----- Data extract -----
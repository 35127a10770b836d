//! Score distribution histograms.

use crate::models::{ClassifiedEmployee, DistributionBucket};

/// Inclusive `(low, high)` bounds of the five histogram buckets.
pub const BUCKET_BOUNDS: [(u32, u32); 5] = [(0, 20), (21, 40), (41, 60), (61, 80), (81, 100)];

/// Bucket index for a score.
///
/// A score belongs to the first bucket whose upper bound it does not
/// exceed, so 20 lands in "0-20" and 20.5 in "21-40". Scores above 80
/// (including anything over 100) land in the last bucket, negative scores
/// in the first.
pub fn bucket_index(score: f64) -> usize {
    BUCKET_BOUNDS
        .iter()
        .position(|&(_, high)| score <= f64::from(high))
        .unwrap_or(BUCKET_BOUNDS.len() - 1)
}

/// Count impact and activity scores per bucket.
///
/// Always returns all five buckets in ascending order.
pub fn bucket(employees: &[ClassifiedEmployee]) -> Vec<DistributionBucket> {
    let mut impact = [0usize; BUCKET_BOUNDS.len()];
    let mut activity = [0usize; BUCKET_BOUNDS.len()];

    for employee in employees {
        impact[bucket_index(employee.impact_score())] += 1;
        activity[bucket_index(employee.activity_score())] += 1;
    }

    BUCKET_BOUNDS
        .iter()
        .enumerate()
        .map(|(i, &(low, high))| DistributionBucket {
            range: format!("{}-{}", low, high),
            low,
            high,
            activity: activity[i],
            impact: impact[i],
        })
        .collect()
}

#[cfg(test)]
mod tests {
    use super::*;
    use crate::analysis::classifier::{classify_employee, Thresholds};
    use crate::models::{Employee, EmployeeId};

    fn employee(impact: f64, activity: f64) -> ClassifiedEmployee {
        classify_employee(
            Employee {
                id: EmployeeId::Number(1),
                name: "Test".to_string(),
                role: String::new(),
                team: "Engineering".to_string(),
                impact_score: impact,
                activity_score: activity,
                impact_breakdown: Vec::new(),
            },
            &Thresholds::strict(),
        )
    }

    #[test]
    fn test_boundaries() {
        assert_eq!(bucket_index(0.0), 0);
        assert_eq!(bucket_index(20.0), 0);
        assert_eq!(bucket_index(20.5), 1);
        assert_eq!(bucket_index(21.0), 1);
        assert_eq!(bucket_index(40.0), 1);
        assert_eq!(bucket_index(60.0), 2);
        assert_eq!(bucket_index(80.0), 3);
        assert_eq!(bucket_index(81.0), 4);
        assert_eq!(bucket_index(100.0), 4);
    }

    #[test]
    fn test_out_of_range_scores_are_clamped() {
        assert_eq!(bucket_index(-15.0), 0);
        assert_eq!(bucket_index(250.0), 4);
    }

    #[test]
    fn test_impact_scenario() {
        let employees = vec![
            employee(0.0, 50.0),
            employee(20.0, 50.0),
            employee(21.0, 50.0),
            employee(100.0, 50.0),
        ];
        let buckets = bucket(&employees);
        let impact: Vec<usize> = buckets.iter().map(|b| b.impact).collect();
        assert_eq!(impact, vec![2, 1, 0, 0, 1]);
    }

    #[test]
    fn test_empty_input_keeps_all_buckets() {
        let buckets = bucket(&[]);
        let ranges: Vec<&str> = buckets.iter().map(|b| b.range.as_str()).collect();
        assert_eq!(ranges, vec!["0-20", "21-40", "41-60", "61-80", "81-100"]);
        assert!(buckets.iter().all(|b| b.impact == 0 && b.activity == 0));
    }

    #[test]
    fn test_every_employee_counted_once_per_score() {
        let employees: Vec<_> = (0..=25)
            .map(|i| employee(i as f64 * 4.0, 100.0 - i as f64 * 4.0))
            .collect();
        let buckets = bucket(&employees);
        assert_eq!(buckets.iter().map(|b| b.impact).sum::<usize>(), employees.len());
        assert_eq!(buckets.iter().map(|b| b.activity).sum::<usize>(), employees.len());
    }

    #[test]
    fn test_scores_land_independently() {
        let buckets = bucket(&[employee(92.0, 45.0)]);
        assert_eq!(buckets[4].impact, 1);
        assert_eq!(buckets[2].activity, 1);
        assert_eq!(buckets[4].activity, 0);
    }
}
-----
Give the exact lines, and only those, from the line containing "assert_eq!(bucket_index(250.0), 4);" through the line containing "let buckets = bucket(&[]);" in the entries above.

§ **Your response**
        assert_eq!(bucket_index(250.0), 4);
    }

    #[test]
    fn test_impact_scenario() {
        let employees = vec![
            employee(0.0, 50.0),
            employee(20.0, 50.0),
            employee(21.0, 50.0),
            employee(100.0, 50.0),
        ];
        let buckets = bucket(&employees);
        let impact: Vec<usize> = buckets.iter().map(|b| b.impact).collect();
        assert_eq!(impact, vec![2, 1, 0, 0, 1]);
    }

    #[test]
    fn test_empty_input_keeps_all_buckets() {
        let buckets = bucket(&[]);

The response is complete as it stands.